Collected data:
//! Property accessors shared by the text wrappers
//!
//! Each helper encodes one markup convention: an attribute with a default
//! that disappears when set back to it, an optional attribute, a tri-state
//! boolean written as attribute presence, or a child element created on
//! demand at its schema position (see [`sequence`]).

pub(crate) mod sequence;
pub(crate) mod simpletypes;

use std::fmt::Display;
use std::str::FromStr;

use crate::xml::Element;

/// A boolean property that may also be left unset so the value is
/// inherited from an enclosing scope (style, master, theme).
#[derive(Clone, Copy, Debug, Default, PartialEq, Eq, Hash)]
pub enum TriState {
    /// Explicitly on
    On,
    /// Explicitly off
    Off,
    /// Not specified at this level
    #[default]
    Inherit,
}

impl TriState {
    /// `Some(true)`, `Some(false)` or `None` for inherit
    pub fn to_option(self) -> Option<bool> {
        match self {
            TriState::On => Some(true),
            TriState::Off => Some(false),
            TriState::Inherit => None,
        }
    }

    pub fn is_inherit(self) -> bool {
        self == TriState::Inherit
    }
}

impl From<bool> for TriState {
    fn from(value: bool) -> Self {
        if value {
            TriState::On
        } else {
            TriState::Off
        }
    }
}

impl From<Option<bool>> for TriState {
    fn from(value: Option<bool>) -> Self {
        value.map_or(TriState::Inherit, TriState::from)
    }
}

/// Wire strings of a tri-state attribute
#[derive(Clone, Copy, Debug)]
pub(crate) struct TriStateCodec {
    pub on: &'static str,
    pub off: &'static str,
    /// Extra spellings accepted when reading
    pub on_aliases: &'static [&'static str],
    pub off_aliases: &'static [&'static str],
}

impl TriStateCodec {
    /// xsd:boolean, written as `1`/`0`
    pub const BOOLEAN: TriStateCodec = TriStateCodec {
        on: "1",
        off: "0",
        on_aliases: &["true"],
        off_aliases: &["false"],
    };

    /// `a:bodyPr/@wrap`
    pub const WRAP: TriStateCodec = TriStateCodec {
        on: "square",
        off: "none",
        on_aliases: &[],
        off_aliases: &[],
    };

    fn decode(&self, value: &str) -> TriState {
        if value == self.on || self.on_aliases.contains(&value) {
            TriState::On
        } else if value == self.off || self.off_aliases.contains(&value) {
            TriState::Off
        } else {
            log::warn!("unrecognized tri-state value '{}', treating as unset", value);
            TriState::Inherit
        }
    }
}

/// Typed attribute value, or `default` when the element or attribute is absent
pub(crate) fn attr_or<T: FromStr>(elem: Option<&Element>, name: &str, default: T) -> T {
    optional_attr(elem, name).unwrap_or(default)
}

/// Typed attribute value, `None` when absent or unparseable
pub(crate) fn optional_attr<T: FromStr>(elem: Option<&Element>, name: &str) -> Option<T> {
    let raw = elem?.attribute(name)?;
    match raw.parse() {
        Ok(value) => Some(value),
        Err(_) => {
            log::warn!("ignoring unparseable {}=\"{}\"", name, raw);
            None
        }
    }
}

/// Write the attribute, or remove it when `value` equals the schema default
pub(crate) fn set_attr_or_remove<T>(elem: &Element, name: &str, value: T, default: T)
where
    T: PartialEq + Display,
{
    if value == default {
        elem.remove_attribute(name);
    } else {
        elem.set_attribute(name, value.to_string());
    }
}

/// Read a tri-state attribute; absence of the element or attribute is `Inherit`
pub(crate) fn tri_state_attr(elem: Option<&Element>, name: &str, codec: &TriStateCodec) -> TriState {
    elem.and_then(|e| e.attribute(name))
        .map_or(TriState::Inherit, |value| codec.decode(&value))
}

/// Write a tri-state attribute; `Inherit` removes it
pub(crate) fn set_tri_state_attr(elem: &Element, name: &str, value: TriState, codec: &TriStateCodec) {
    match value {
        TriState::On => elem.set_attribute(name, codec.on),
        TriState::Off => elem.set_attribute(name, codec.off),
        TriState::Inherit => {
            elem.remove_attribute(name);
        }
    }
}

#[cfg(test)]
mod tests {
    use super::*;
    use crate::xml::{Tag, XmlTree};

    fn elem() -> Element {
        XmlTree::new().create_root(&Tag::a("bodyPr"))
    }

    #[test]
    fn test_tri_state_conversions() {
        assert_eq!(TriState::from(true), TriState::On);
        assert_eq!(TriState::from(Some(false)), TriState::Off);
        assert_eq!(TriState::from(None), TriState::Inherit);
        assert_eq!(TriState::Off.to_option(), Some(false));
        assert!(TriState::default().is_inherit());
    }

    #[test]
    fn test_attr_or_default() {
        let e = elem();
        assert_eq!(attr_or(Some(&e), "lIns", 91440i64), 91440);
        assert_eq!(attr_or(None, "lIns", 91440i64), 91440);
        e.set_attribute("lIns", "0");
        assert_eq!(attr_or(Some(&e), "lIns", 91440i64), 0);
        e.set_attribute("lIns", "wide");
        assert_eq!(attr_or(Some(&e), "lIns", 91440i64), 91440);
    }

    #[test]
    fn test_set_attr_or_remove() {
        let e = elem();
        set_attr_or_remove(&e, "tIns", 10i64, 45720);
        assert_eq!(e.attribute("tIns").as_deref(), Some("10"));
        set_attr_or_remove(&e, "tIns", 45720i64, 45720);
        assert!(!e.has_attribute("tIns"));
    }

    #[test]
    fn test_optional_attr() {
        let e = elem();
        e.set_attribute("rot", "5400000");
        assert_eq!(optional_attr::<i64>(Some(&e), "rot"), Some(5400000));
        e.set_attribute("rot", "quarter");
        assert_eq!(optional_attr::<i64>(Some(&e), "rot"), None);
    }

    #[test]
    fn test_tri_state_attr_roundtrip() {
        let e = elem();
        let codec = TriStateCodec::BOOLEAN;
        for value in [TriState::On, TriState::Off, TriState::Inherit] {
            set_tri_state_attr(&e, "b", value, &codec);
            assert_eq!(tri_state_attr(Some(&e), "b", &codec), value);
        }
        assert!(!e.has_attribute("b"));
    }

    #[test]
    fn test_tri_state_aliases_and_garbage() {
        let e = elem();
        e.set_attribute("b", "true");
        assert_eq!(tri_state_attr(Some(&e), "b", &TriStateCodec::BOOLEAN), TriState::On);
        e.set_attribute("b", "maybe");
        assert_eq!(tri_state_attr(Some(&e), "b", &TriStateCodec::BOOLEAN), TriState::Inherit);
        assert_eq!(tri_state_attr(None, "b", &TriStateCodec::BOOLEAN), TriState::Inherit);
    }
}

--

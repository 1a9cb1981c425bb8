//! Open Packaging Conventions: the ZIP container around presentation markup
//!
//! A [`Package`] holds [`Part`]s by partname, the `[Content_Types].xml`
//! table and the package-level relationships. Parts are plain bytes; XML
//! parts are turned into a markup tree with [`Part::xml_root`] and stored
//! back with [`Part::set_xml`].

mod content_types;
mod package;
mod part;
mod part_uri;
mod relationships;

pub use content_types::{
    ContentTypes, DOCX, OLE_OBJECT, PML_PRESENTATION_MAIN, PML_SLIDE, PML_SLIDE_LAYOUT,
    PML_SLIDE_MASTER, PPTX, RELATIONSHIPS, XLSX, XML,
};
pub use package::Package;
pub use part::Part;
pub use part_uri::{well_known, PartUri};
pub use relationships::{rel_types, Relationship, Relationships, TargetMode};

* * *

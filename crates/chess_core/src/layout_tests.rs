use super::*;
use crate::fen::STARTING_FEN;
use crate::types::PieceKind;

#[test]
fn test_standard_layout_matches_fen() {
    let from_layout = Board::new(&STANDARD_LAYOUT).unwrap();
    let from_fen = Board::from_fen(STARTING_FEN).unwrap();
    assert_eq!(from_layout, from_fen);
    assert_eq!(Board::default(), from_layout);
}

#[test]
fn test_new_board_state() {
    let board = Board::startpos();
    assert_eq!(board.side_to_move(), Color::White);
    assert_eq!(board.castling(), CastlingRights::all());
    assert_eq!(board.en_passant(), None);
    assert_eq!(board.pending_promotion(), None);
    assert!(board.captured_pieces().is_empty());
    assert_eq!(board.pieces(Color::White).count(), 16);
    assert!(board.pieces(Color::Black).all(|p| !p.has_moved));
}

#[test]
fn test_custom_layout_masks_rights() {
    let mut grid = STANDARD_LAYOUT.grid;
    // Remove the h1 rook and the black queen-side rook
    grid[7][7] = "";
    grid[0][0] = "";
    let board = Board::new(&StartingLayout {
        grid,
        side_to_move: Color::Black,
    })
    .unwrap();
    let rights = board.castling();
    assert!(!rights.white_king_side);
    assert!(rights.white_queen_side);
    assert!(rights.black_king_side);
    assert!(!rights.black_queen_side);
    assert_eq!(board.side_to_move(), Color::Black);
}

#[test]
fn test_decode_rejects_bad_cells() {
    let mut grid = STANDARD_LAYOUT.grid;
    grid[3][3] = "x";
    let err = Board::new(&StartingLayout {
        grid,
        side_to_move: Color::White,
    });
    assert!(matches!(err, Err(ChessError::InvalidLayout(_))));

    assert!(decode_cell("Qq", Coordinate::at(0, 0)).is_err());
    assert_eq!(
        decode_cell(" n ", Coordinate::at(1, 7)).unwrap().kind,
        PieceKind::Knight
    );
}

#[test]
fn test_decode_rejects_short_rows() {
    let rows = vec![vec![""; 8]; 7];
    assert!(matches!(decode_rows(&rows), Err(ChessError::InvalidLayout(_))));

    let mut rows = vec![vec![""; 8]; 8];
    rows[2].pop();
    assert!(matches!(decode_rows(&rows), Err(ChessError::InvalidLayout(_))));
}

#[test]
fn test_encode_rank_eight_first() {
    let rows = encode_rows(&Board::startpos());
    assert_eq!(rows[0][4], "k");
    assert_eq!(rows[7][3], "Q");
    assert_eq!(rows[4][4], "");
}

** GOAL OF THE EXERCISE **
The reply should consist solely of the lines above from the one that has "the text wrappers" through the one that has "#[derive(Clone, Copy, Debug, Default, PartialEq, Eq, Hash)]", reproduced exactly.

** RESULT OF THIS EXERCISE **
//! Property accessors shared by the text wrappers
//!
//! Each helper encodes one markup convention: an attribute with a default
//! that disappears when set back to it, an optional attribute, a tri-state
//! boolean written as attribute presence, or a child element created on
//! demand at its schema position (see [`sequence`]).

pub(crate) mod sequence;
pub(crate) mod simpletypes;

use std::fmt::Display;
use std::str::FromStr;

use crate::xml::Element;

/// A boolean property that may also be left unset so the value is
/// inherited from an enclosing scope (style, master, theme).
#[derive(Clone, Copy, Debug, Default, PartialEq, Eq, Hash)]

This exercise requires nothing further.